Primero, oyó a su esposa llorar y respirar con dificultad, de forma entrecortada, como si no pudiera recuperar el aliento.
Y oyó otra voz: una voz masculina grave. Tranquila, airada, autoritaria. Las palabras no eran del todo claras, pero el tono lo decía todo. No era el sonido de una discusión familiar ni de alguien hablando dormido. Era el tono de alguien que ejercía fuerza, controlaba, reprimía.
El padre se quedó paralizado por un instante. Luego se obligó a hablar con calma para que su hijo no entrara en pánico.

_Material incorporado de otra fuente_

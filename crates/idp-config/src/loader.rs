//! Configuration loader with file and environment variable support

use crate::{AppConfig, ConfigError};
use std::env;
use std::path::PathBuf;
use std::str::FromStr;
use tracing::{info, warn};

/// Standard config file search paths
const CONFIG_PATHS: &[&str] = &[
    "idp.toml",
    "config.toml",
    "./config/idp.toml",
    "./config/config.toml",
    "/etc/idp/config.toml",
];

/// Configuration loader
pub struct ConfigLoader {
    config_path: Option<PathBuf>,
}

impl Default for ConfigLoader {
    fn default() -> Self {
        Self::new()
    }
}

impl ConfigLoader {
    /// Create a new configuration loader
    pub fn new() -> Self {
        Self { config_path: None }
    }

    /// Create a loader with a specific config file path
    pub fn with_path<P: Into<PathBuf>>(path: P) -> Self {
        Self {
            config_path: Some(path.into()),
        }
    }

    /// Load configuration from file (if found) with environment variable
    /// overrides, then validate it.
    pub fn load(&self) -> Result<AppConfig, ConfigError> {
        let mut config = match self.find_config_file() {
            Some(path) => {
                info!(?path, "Loading configuration from file");
                AppConfig::from_file(&path)?
            }
            None => {
                info!("No configuration file found, using defaults");
                AppConfig::default()
            }
        };

        apply_overrides(&mut config, |key| env::var(key).ok());
        config.validate()?;

        Ok(config)
    }

    /// Find the configuration file to use
    fn find_config_file(&self) -> Option<PathBuf> {
        if let Some(path) = &self.config_path {
            if path.exists() {
                return Some(path.clone());
            }
            warn!(?path, "Configured file does not exist, searching defaults");
        }

        if let Ok(path) = env::var("IDP_CONFIG") {
            let path = PathBuf::from(path);
            if path.exists() {
                return Some(path);
            }
        }

        CONFIG_PATHS
            .iter()
            .map(PathBuf::from)
            .find(|path| path.exists())
    }
}

/// Apply `IDP_*` overrides using the given variable lookup.
///
/// Unparseable numeric or boolean values are ignored with a warning.
pub(crate) fn apply_overrides<F>(config: &mut AppConfig, lookup: F)
where
    F: Fn(&str) -> Option<String>,
{
    // MongoDB
    if let Some(val) = lookup("IDP_MONGODB_URI") {
        config.mongodb.uri = val;
    }
    if let Some(val) = lookup("IDP_MONGODB_DATABASE") {
        config.mongodb.database = val;
    }

    // Auth
    set_parsed(&lookup, "IDP_REVEAL_INACTIVE_ACCOUNTS", &mut config.auth.reveal_inactive_accounts);
    set_parsed(&lookup, "IDP_AUTH_CODE_TTL_SECS", &mut config.auth.authorization_code_ttl_secs);
    set_parsed(&lookup, "IDP_CLIENT_SECRET_BYTES", &mut config.auth.client_secret_bytes);
    set_parsed(&lookup, "IDP_PASSWORD_MIN_LENGTH", &mut config.auth.password.min_length);
    set_parsed(&lookup, "IDP_PASSWORD_MAX_LENGTH", &mut config.auth.password.max_length);
    set_parsed(&lookup, "IDP_ARGON2_MEMORY_COST", &mut config.auth.argon2.memory_cost);
    set_parsed(&lookup, "IDP_ARGON2_TIME_COST", &mut config.auth.argon2.time_cost);
    set_parsed(&lookup, "IDP_ARGON2_PARALLELISM", &mut config.auth.argon2.parallelism);

    // Pagination
    set_parsed(&lookup, "IDP_PAGINATION_DEFAULT_LIMIT", &mut config.pagination.default_limit);
    set_parsed(&lookup, "IDP_PAGINATION_MAX_LIMIT", &mut config.pagination.max_limit);

    // General
    set_parsed(&lookup, "IDP_DEV_MODE", &mut config.dev_mode);
    set_parsed(&lookup, "IDP_SEED_DEV_DATA", &mut config.seed_dev_data);
}

fn set_parsed<F, T>(lookup: &F, key: &str, target: &mut T)
where
    F: Fn(&str) -> Option<String>,
    T: FromStr,
{
    if let Some(raw) = lookup(key) {
        match raw.trim().parse() {
            Ok(value) => *target = value,
            Err(_) => warn!(key, value = %raw, "Ignoring unparseable environment override"),
        }
    }
}

#[cfg(test)]
mod tests {
    use super::*;
    use std::collections::HashMap;
    use std::io::Write;

    fn lookup_from(pairs: &[(&str, &str)]) -> impl Fn(&str) -> Option<String> {
        let map: HashMap<String, String> = pairs
            .iter()
            .map(|(k, v)| (k.to_string(), v.to_string()))
            .collect();
        move |key| map.get(key).cloned()
    }

    #[test]
    fn test_env_overrides_applied() {
        let mut config = AppConfig::default();
        apply_overrides(
            &mut config,
            lookup_from(&[
                ("IDP_MONGODB_URI", "mongodb://db:27017"),
                ("IDP_MONGODB_DATABASE", "tenant_a"),
                ("IDP_REVEAL_INACTIVE_ACCOUNTS", "false"),
                ("IDP_AUTH_CODE_TTL_SECS", "120"),
                ("IDP_PASSWORD_MIN_LENGTH", "10"),
                ("IDP_SEED_DEV_DATA", "true"),
            ]),
        );

        assert_eq!(config.mongodb.uri, "mongodb://db:27017");
        assert_eq!(config.mongodb.database, "tenant_a");
        assert!(!config.auth.reveal_inactive_accounts);
        assert_eq!(config.auth.authorization_code_ttl_secs, 120);
        assert_eq!(config.auth.password.min_length, 10);
        assert!(config.seed_dev_data);
    }

    #[test]
    fn test_invalid_override_is_ignored() {
        let mut config = AppConfig::default();
        apply_overrides(
            &mut config,
            lookup_from(&[("IDP_AUTH_CODE_TTL_SECS", "ten minutes")]),
        );
        assert_eq!(config.auth.authorization_code_ttl_secs, 600);
    }

    #[test]
    fn test_load_from_explicit_path() {
        let mut file = tempfile::NamedTempFile::new().unwrap();
        writeln!(
            file,
            "dev_mode = true\n\n[mongodb]\ndatabase = \"from_file\"\n"
        )
        .unwrap();

        let config = ConfigLoader::with_path(file.path()).load().unwrap();
        assert!(config.dev_mode);
    }
}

—Hijo, escúchame —dijo—. Aléjate de la puerta y ve a tu habitación. En silencio. No corras. Enciérrate. Llévate el teléfono. ¿Entiendes?
—¿Pero mamá? —susurró el niño.
—Ya estoy ayudando a mamá —respondió el padre—. Lo más importante que puedes hacer es mantenerte a salvo. ¿Entiendes?
“Sí…”
Mientras el niño se alejaba, el padre ya estaba llamando a los servicios de emergencia con la otra mano. Dio la dirección, explicó que podría haber un desconocido en el apartamento, que su esposa estaba gritando, que la puerta estaba cerrada con llave y que había un niño pequeño dentro.
Cuando llegó la policía, detuvieron al intruso y rescataron a su esposa.
Más tarde se supo que el hombre era el amante de su esposa. Habían discutido y la discusión escaló hasta convertirse en violencia.
Fue el mensaje de la niña de seis años lo que la salvó aquella noche.